[Material shown]

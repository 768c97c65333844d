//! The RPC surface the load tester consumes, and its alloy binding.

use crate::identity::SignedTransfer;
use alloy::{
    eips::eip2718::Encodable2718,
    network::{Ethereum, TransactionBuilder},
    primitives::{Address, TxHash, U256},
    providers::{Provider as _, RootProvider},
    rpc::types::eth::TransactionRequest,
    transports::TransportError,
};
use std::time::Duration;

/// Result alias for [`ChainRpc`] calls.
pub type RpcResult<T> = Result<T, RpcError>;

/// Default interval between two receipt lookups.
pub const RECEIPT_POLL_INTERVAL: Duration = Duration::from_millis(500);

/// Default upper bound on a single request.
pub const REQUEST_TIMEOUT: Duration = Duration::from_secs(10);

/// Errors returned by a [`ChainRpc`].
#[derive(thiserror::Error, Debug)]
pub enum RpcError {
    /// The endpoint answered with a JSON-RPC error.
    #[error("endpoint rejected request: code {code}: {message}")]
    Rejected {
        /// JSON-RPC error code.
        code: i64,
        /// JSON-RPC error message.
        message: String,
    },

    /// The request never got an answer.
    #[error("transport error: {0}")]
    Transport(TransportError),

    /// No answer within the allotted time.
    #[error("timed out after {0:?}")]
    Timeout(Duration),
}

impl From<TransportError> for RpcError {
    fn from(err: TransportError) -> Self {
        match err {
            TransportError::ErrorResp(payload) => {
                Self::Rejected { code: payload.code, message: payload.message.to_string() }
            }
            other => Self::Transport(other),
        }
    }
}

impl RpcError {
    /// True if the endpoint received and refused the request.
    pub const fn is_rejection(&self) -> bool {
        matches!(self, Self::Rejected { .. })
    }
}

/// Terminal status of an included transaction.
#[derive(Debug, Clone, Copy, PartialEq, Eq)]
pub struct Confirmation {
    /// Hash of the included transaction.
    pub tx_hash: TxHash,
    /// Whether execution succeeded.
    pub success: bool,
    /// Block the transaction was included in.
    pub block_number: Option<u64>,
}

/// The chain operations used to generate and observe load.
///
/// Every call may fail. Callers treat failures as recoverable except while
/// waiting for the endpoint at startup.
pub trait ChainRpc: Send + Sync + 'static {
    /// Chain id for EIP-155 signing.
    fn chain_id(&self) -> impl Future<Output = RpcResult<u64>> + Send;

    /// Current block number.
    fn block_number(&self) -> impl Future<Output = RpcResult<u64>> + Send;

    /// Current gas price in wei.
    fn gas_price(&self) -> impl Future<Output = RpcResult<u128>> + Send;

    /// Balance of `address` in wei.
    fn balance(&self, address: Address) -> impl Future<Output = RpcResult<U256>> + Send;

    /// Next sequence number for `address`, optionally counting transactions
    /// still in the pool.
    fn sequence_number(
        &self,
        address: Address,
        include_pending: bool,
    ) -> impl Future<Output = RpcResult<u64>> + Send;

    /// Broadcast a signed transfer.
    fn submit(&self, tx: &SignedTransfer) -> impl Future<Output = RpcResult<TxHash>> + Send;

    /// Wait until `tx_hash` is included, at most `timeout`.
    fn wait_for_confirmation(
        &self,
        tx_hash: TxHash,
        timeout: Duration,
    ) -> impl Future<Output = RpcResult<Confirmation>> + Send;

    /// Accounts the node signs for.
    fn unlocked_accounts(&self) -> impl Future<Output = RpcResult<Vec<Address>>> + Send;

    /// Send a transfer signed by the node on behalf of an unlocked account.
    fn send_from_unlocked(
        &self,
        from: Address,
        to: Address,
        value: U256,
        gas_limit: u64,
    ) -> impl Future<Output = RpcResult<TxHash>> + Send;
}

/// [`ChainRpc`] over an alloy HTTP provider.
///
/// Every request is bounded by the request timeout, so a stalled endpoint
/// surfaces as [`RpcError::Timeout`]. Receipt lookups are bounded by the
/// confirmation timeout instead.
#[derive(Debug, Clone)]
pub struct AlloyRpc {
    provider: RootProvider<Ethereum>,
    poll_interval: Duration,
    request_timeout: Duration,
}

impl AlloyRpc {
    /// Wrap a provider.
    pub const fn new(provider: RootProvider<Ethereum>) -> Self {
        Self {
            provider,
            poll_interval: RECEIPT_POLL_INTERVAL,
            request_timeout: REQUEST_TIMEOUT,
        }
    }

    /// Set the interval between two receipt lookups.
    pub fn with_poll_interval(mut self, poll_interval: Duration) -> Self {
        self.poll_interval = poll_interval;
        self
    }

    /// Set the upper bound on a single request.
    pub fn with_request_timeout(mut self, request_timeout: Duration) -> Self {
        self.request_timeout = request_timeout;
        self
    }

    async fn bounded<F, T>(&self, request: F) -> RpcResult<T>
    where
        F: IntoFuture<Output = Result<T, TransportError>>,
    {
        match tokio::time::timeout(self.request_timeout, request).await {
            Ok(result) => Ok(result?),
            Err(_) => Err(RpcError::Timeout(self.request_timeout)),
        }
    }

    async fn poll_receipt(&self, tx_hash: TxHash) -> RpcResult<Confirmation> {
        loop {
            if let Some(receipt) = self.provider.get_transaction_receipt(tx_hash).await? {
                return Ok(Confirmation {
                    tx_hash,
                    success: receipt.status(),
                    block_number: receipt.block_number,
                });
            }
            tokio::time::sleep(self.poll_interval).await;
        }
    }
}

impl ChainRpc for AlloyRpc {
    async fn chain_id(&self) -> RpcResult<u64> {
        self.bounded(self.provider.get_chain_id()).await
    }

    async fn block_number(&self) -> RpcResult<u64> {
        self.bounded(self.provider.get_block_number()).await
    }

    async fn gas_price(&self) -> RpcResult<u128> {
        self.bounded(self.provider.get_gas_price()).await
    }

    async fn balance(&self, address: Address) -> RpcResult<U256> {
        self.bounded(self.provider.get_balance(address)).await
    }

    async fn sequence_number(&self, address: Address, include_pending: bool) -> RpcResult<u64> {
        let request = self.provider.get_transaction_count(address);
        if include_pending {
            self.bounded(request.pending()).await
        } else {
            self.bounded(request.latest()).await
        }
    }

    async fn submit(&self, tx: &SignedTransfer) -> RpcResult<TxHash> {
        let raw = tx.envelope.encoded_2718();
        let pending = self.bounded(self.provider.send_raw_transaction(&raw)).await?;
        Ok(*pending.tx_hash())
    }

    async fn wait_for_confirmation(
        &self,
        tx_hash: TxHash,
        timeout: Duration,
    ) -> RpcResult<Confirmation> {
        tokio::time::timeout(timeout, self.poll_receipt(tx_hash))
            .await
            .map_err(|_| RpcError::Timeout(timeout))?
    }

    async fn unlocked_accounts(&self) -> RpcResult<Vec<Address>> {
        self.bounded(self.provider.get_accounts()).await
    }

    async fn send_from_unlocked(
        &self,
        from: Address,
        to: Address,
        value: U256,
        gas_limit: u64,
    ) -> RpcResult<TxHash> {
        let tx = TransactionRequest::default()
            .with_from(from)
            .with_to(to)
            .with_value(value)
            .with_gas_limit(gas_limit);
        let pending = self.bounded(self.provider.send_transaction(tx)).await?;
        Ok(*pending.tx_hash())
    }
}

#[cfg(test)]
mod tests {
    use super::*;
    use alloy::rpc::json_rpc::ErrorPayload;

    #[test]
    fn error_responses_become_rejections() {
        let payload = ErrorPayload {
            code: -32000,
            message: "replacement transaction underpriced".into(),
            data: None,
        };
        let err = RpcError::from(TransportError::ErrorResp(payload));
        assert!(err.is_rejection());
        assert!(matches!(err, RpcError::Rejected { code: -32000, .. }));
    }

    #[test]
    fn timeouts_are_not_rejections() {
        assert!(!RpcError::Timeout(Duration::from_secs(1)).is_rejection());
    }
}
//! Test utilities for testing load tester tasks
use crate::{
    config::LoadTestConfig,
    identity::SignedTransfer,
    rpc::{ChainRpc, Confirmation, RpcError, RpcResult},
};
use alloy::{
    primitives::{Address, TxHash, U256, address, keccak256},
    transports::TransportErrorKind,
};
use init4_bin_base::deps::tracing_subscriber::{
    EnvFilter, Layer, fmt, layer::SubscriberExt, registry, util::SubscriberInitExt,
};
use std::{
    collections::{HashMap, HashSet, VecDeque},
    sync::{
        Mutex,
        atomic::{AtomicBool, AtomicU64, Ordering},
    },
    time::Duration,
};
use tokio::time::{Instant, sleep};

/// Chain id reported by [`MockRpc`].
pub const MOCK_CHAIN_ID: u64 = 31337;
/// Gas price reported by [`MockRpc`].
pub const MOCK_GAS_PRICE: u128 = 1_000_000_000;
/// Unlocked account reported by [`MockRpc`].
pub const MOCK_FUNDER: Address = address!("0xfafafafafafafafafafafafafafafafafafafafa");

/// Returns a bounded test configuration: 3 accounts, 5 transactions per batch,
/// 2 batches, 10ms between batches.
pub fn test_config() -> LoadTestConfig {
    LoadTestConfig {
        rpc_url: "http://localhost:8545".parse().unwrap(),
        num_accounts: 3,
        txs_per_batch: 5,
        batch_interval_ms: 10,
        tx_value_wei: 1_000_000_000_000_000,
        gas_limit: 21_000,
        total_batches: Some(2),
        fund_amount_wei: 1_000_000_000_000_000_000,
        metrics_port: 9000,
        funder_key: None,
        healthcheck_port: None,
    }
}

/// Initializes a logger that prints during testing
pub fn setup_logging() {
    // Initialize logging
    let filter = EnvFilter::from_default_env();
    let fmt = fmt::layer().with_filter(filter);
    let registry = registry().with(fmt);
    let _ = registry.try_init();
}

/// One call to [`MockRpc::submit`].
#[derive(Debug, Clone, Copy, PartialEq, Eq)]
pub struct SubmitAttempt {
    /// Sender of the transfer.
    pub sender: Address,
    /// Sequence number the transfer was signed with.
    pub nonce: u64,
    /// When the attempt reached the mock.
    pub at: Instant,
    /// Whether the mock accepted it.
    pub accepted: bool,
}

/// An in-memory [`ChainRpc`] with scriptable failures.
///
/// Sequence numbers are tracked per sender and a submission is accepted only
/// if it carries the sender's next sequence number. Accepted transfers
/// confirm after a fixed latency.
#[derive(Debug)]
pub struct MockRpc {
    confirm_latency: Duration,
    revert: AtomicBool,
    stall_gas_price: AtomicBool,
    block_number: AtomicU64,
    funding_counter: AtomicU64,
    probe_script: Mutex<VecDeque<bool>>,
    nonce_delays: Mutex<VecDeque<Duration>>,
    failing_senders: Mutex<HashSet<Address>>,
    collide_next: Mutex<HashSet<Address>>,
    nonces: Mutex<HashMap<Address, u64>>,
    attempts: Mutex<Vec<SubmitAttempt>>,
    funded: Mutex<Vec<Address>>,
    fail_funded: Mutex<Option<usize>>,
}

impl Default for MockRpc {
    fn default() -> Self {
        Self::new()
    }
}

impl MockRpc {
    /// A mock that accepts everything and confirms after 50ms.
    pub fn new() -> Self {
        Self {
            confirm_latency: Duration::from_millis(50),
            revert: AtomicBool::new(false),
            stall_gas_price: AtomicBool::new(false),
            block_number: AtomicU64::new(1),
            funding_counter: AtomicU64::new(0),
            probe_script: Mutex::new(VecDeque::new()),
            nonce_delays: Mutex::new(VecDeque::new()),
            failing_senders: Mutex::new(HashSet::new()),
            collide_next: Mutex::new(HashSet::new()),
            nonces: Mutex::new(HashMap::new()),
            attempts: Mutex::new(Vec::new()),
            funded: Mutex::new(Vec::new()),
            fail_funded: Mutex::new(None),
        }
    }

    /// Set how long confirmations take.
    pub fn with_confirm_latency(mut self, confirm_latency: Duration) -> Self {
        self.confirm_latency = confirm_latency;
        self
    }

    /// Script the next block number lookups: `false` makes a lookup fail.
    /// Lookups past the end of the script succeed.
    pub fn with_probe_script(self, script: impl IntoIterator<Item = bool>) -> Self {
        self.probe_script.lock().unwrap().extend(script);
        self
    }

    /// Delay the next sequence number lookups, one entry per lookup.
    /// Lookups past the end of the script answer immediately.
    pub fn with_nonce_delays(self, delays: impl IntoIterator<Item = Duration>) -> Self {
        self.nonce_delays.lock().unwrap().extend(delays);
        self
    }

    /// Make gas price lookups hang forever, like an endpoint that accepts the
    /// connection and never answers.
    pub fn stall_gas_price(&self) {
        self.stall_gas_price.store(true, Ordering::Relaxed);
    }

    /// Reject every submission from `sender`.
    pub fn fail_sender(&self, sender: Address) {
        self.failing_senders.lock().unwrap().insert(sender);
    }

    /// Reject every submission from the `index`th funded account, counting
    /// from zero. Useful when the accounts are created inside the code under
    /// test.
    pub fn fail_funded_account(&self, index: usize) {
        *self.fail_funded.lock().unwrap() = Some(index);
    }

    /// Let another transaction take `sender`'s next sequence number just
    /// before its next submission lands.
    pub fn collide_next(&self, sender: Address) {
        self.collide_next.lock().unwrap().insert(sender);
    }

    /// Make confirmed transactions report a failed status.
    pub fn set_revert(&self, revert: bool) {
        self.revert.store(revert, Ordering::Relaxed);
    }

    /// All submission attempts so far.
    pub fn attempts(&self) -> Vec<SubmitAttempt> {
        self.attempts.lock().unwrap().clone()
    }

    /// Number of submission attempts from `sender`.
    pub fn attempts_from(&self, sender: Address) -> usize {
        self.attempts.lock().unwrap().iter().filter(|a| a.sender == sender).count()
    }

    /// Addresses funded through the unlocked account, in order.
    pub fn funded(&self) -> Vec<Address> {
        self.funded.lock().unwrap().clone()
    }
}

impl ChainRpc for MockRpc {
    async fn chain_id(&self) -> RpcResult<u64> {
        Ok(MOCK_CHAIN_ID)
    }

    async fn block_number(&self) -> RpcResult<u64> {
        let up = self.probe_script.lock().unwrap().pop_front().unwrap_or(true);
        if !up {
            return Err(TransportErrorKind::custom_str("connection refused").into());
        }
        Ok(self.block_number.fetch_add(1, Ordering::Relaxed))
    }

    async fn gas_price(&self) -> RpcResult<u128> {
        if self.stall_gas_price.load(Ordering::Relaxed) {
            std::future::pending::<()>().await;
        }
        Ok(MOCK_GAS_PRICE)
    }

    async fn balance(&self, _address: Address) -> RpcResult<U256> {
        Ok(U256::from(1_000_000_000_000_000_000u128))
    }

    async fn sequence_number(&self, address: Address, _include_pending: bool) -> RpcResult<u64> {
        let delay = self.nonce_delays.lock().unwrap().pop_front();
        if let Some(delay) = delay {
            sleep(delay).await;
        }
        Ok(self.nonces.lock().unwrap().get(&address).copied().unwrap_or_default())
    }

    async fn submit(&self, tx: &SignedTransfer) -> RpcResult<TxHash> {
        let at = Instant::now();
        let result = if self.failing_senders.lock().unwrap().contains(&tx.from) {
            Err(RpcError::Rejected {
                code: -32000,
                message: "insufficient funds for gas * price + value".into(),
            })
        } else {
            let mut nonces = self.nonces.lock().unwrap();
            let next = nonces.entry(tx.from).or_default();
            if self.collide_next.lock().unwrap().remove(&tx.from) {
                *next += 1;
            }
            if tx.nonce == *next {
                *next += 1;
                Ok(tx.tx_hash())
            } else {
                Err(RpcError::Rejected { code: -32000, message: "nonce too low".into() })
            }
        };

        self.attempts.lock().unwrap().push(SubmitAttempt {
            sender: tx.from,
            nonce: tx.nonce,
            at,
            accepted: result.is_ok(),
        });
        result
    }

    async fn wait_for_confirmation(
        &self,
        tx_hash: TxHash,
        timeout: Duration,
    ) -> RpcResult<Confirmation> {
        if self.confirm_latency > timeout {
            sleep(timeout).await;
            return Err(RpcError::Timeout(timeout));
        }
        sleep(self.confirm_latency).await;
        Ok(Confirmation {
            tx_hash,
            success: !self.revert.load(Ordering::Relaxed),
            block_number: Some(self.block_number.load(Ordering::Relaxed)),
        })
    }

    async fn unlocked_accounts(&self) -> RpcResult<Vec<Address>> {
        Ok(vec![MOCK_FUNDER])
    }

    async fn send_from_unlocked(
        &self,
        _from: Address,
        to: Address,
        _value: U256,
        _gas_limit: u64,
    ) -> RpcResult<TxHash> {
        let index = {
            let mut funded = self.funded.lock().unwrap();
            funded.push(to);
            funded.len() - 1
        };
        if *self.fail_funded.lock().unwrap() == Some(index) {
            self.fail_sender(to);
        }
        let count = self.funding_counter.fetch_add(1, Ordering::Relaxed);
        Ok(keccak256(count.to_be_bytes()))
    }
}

[/Material shown]

### Work instructions
The reply should consist solely of the lines above from the one that has "pub fn funded(&self)" through the one that has "async fn balance(&self, _address: Address)", reproduced exactly.

### Task solution
    pub fn funded(&self) -> Vec<Address> {
        self.funded.lock().unwrap().clone()
    }
}

impl ChainRpc for MockRpc {
    async fn chain_id(&self) -> RpcResult<u64> {
        Ok(MOCK_CHAIN_ID)
    }

    async fn block_number(&self) -> RpcResult<u64> {
        let up = self.probe_script.lock().unwrap().pop_front().unwrap_or(true);
        if !up {
            return Err(TransportErrorKind::custom_str("connection refused").into());
        }
        Ok(self.block_number.fetch_add(1, Ordering::Relaxed))
    }

    async fn gas_price(&self) -> RpcResult<u128> {
        if self.stall_gas_price.load(Ordering::Relaxed) {
            std::future::pending::<()>().await;
        }
        Ok(MOCK_GAS_PRICE)
    }

    async fn balance(&self, _address: Address) -> RpcResult<U256> {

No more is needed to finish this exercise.